JP Radar Nganjuk – Di tengah maraknya minuman instan dan tren kesehatan modern, tajin masih tetap menjadi minuman pilihan untuk kesehatan tubuh. Tajin merupakan minuman tradisional yang berasal dari air hasil rebusan beras.
Tajin mulai disajikan bukan hanya untuk bayi atau orang sakit, tapi juga sebagai minuman sehat sehari-hari. Pasalnya, air tajin ternyata menyimpan beragam manfaat luar biasa bagi kesehatan, yang selama ini kerap dilupakan.
Manfaat Tajin yang Perlu Diketahui:
1. Mengatasi Diare dan Dehidrasi
Air tajin dikenal sebagai pengganti oralit alami. Kandungan zat tepungnya mampu membantu memadatkan feses dan mengganti cairan tubuh yang hilang saat diare. Tak heran jika tajin kerap diberikan kepada bayi atau balita yang sedang sakit.
2. Menjaga Sistem Pencernaan
Karena teksturnya ringan dan mudah dicerna, tajin sangat cocok untuk lambung yang sensitif. Air tajin dapat menenangkan perut dan mengurangi risiko maag atau iritasi lambung.
3. Memberi Energi Tambahan
Sebagai hasil rebusan beras, tajin mengandung glukosa alami yang dapat menjadi sumber energi cepat bagi tubuh, terutama saat merasa lelah atau lesu.
4. Baik untuk Kulit
Beberapa penelitian menyebutkan bahwa tajin juga bermanfaat untuk kesehatan kulit. Air tajin yang kaya antioksidan dapat membantu menjaga kelembapan dan elastisitas kulit dari dalam.
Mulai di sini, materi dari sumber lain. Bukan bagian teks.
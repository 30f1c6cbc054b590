//! FEN validation.
//!
//! Positions are rejected here, syntactically, before any bytes reach an
//! engine process. This is shape-checking (field counts, rank sums, legal
//! characters), not legality analysis: a position with no kings passes, the
//! engine is the authority on chess. The side to move is extracted because
//! score perspective depends on it.

use crate::error::EngineError;

/// Side to move, from a FEN's second field.
#[derive(Debug, Clone, Copy, PartialEq, Eq)]
pub enum Color {
    White,
    Black,
}

/// Validates a FEN string and returns the side to move.
///
/// Accepts 4 to 6 whitespace-separated fields: piece placement, side to
/// move, castling rights, en-passant square, and optionally the halfmove
/// clock and fullmove number.
pub fn validate(fen: &str) -> Result<Color, EngineError> {
    let fields: Vec<&str> = fen.split_whitespace().collect();
    if fields.len() < 4 {
        return Err(reject(fen, "expected at least 4 fields"));
    }
    if fields.len() > 6 {
        return Err(reject(fen, "too many fields"));
    }

    validate_placement(fen, fields[0])?;

    let color = match fields[1] {
        "w" => Color::White,
        "b" => Color::Black,
        _ => return Err(reject(fen, "side to move must be 'w' or 'b'")),
    };

    let castling = fields[2];
    if castling != "-"
        && (castling.is_empty() || !castling.chars().all(|c| matches!(c, 'K' | 'Q' | 'k' | 'q')))
    {
        return Err(reject(fen, "bad castling field"));
    }

    let ep = fields[3].as_bytes();
    if fields[3] != "-"
        && (ep.len() != 2 || !ep[0].is_ascii_lowercase() || ep[0] > b'h' || !matches!(ep[1], b'3' | b'6'))
    {
        return Err(reject(fen, "bad en-passant square"));
    }

    for counter in fields.iter().skip(4) {
        if counter.parse::<u32>().is_err() {
            return Err(reject(fen, "move counters must be numeric"));
        }
    }

    Ok(color)
}

fn validate_placement(fen: &str, placement: &str) -> Result<(), EngineError> {
    let ranks: Vec<&str> = placement.split('/').collect();
    if ranks.len() != 8 {
        return Err(reject(fen, "expected 8 ranks"));
    }
    for rank in ranks {
        let mut files = 0u32;
        let mut prev_was_digit = false;
        for c in rank.chars() {
            if let Some(d) = c.to_digit(10) {
                if prev_was_digit {
                    return Err(reject(fen, "adjacent digits in rank"));
                }
                if d == 0 || d > 8 {
                    return Err(reject(fen, "bad skip count in rank"));
                }
                files += d;
                prev_was_digit = true;
            } else if matches!(c, 'p' | 'n' | 'b' | 'r' | 'q' | 'k' | 'P' | 'N' | 'B' | 'R' | 'Q' | 'K') {
                files += 1;
                prev_was_digit = false;
            } else {
                return Err(reject(fen, "bad piece character"));
            }
        }
        if files != 8 {
            return Err(reject(fen, "rank does not span 8 files"));
        }
    }
    Ok(())
}

fn reject(fen: &str, reason: &str) -> EngineError {
    EngineError::InvalidFen(format!("{reason} in \"{fen}\""))
}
Baca Juga: Udara Dingin Bikin Perut Nyeri? Ternyata Ini Alasannya!
5. Solusi Ekonomis dan Ramah Lingkungan
Selain manfaat kesehatannya, tajin juga menjadi alternatif minuman sehat yang murah dan mudah dibuat. Hanya dengan merebus beras dan menyisihkan airnya, keluarga sudah bisa mendapatkan minuman bergizi tanpa biaya tambahan.
Cara Membuat Tajin:
- Rebus 3–4 sendok makan beras dengan 500 ml air
- Masak hingga air menjadi keruh dan kental
- Saring dan diamkan sejenak sebelum diminum hangat
Dengan banyaknya manfaat yang ditawarkan, tajin membuktikan bahwa minuman tradisional warisan leluhur masih sangat relevan dan bermanfaat di era modern. Tak hanya menyehatkan, tajin juga menjadi simbol kearifan lokal yang patut dilestarikan.